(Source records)

--- START ---

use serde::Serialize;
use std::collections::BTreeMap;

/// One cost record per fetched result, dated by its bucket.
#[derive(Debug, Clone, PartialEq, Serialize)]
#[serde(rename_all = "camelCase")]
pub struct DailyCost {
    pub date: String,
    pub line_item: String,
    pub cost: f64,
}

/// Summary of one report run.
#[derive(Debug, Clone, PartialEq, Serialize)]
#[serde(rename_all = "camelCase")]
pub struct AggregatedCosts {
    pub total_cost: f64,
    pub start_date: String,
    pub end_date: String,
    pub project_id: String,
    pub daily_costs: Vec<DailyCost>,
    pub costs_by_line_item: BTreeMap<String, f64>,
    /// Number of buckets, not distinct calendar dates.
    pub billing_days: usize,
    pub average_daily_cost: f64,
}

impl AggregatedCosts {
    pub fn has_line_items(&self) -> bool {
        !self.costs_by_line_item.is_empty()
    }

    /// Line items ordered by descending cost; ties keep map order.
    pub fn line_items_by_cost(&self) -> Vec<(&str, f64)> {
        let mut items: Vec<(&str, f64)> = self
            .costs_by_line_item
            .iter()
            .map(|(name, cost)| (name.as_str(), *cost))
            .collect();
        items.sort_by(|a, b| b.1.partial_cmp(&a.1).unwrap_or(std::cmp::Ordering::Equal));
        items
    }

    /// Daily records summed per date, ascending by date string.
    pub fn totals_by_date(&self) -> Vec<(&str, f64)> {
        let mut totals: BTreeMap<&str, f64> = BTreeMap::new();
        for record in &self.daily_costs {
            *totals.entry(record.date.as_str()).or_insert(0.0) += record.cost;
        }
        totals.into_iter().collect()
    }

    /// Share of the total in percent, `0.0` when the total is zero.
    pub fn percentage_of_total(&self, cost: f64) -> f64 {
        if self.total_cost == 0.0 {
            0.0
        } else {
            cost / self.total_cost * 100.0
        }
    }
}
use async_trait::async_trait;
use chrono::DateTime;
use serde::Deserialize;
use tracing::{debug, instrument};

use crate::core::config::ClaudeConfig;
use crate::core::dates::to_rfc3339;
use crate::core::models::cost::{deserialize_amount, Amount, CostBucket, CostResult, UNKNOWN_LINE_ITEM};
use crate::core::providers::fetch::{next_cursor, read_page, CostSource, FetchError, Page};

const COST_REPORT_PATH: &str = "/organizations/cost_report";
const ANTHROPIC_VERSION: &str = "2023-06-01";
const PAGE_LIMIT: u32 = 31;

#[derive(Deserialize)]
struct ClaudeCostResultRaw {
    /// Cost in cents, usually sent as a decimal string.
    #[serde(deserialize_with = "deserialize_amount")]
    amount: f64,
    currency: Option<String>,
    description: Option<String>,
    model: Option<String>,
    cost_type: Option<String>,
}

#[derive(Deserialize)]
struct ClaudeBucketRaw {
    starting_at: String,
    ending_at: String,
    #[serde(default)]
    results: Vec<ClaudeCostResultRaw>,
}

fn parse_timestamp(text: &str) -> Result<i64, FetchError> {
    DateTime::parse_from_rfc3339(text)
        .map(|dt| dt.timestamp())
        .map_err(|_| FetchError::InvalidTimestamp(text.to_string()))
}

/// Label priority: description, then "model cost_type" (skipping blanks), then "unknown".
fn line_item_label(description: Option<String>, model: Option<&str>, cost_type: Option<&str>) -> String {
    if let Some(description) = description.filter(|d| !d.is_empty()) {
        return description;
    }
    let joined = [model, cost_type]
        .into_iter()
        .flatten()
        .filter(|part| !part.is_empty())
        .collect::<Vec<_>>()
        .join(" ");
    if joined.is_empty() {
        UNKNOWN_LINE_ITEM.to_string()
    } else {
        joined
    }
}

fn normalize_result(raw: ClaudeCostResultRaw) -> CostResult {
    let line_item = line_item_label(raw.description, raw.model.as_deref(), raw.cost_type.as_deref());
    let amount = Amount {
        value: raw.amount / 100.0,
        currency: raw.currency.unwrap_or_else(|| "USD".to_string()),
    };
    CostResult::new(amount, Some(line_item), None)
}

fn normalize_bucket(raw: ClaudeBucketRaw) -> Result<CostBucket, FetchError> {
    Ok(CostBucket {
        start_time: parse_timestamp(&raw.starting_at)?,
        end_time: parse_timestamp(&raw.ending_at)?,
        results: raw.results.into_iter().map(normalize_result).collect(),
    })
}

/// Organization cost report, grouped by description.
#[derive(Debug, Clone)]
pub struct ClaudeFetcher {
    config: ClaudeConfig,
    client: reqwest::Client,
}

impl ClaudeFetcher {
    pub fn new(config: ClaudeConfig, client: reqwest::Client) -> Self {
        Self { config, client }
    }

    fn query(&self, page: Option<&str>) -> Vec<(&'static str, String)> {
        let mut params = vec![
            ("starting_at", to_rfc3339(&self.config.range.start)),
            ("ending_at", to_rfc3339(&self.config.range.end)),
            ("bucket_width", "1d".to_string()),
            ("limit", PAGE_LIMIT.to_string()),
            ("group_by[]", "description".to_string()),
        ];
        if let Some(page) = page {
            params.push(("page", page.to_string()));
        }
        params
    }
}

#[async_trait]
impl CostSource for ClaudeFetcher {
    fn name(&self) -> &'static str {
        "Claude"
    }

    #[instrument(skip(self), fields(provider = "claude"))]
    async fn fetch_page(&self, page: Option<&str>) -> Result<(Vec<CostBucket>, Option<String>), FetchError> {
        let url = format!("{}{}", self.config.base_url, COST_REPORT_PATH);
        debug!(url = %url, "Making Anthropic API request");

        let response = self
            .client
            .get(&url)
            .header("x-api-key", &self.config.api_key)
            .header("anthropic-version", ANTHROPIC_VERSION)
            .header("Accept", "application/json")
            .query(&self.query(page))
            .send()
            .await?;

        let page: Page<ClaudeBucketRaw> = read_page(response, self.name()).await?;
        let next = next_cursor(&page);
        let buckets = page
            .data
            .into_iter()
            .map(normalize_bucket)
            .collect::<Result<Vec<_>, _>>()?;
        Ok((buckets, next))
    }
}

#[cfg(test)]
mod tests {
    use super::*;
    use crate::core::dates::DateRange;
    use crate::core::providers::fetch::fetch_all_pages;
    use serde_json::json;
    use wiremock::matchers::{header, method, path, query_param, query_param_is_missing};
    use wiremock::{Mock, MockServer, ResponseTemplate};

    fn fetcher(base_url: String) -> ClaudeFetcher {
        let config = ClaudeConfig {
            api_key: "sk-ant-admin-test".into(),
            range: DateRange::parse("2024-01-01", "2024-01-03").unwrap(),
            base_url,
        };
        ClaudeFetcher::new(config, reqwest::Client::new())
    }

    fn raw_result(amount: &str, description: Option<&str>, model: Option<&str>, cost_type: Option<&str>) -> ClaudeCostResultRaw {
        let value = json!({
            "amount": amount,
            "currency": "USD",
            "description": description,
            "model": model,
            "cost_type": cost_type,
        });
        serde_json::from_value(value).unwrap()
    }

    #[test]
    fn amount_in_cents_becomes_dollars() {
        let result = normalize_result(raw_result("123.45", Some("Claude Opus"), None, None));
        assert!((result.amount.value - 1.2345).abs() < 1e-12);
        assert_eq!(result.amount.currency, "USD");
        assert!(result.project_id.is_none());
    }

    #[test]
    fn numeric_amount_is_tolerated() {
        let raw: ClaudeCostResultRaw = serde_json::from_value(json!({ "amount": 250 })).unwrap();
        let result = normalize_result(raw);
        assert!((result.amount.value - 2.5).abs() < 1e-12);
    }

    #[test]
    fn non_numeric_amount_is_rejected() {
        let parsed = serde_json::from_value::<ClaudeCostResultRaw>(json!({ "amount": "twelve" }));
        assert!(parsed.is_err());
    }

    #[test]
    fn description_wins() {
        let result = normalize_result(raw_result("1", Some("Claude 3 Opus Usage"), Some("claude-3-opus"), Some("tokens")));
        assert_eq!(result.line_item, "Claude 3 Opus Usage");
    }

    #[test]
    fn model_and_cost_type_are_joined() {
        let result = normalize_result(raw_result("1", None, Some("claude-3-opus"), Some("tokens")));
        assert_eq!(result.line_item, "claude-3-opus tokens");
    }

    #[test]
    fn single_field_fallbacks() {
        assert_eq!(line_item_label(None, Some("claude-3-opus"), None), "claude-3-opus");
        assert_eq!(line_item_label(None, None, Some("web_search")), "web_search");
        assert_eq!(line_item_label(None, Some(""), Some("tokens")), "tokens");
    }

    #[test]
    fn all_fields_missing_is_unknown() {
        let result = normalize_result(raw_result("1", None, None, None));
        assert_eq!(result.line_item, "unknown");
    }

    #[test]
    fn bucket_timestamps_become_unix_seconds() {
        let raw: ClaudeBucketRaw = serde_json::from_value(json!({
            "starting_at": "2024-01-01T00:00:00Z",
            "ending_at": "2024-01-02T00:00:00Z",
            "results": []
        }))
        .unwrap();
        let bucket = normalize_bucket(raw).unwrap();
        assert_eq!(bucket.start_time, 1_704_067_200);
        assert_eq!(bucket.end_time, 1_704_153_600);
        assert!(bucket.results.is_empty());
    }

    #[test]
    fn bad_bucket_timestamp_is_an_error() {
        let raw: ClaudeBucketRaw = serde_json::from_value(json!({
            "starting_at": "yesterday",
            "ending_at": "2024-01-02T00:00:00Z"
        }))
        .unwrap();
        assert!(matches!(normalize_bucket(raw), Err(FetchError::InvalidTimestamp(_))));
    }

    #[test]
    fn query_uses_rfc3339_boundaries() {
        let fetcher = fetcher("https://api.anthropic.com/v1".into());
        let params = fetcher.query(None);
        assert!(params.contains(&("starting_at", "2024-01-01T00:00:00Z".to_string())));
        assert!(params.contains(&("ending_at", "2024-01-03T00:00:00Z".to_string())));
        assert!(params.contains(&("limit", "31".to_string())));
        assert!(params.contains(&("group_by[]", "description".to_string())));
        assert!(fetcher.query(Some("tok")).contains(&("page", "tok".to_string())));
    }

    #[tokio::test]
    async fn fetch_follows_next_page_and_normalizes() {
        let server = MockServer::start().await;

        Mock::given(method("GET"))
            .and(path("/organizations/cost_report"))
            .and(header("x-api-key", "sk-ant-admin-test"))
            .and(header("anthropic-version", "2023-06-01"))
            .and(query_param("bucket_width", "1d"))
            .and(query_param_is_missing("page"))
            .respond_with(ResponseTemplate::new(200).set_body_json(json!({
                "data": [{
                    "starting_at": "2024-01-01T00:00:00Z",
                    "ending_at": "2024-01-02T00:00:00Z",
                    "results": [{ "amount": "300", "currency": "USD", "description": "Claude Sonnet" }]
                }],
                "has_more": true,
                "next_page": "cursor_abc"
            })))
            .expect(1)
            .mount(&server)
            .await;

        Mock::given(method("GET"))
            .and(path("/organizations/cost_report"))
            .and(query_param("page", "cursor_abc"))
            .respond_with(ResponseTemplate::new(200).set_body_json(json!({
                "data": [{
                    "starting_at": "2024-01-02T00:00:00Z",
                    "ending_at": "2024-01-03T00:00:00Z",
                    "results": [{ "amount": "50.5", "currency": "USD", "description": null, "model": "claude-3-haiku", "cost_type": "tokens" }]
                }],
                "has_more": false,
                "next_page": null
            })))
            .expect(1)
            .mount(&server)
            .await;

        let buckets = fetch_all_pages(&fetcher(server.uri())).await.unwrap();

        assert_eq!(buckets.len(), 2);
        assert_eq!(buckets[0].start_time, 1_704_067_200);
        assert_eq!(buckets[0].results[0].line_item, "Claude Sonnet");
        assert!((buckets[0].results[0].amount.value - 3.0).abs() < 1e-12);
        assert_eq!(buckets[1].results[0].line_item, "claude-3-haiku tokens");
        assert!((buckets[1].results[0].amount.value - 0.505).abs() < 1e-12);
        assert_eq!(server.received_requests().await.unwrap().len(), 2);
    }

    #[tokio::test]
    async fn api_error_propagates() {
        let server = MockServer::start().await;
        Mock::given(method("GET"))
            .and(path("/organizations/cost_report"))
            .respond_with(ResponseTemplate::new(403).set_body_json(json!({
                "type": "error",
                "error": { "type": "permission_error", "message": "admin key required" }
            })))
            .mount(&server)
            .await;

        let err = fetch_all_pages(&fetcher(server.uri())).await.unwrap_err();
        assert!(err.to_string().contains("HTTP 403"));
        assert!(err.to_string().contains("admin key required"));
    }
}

--- END ---

# Your assignment:
How many lines in the records above hold the word "crate"? Give only the number.

# Exercise solution:
6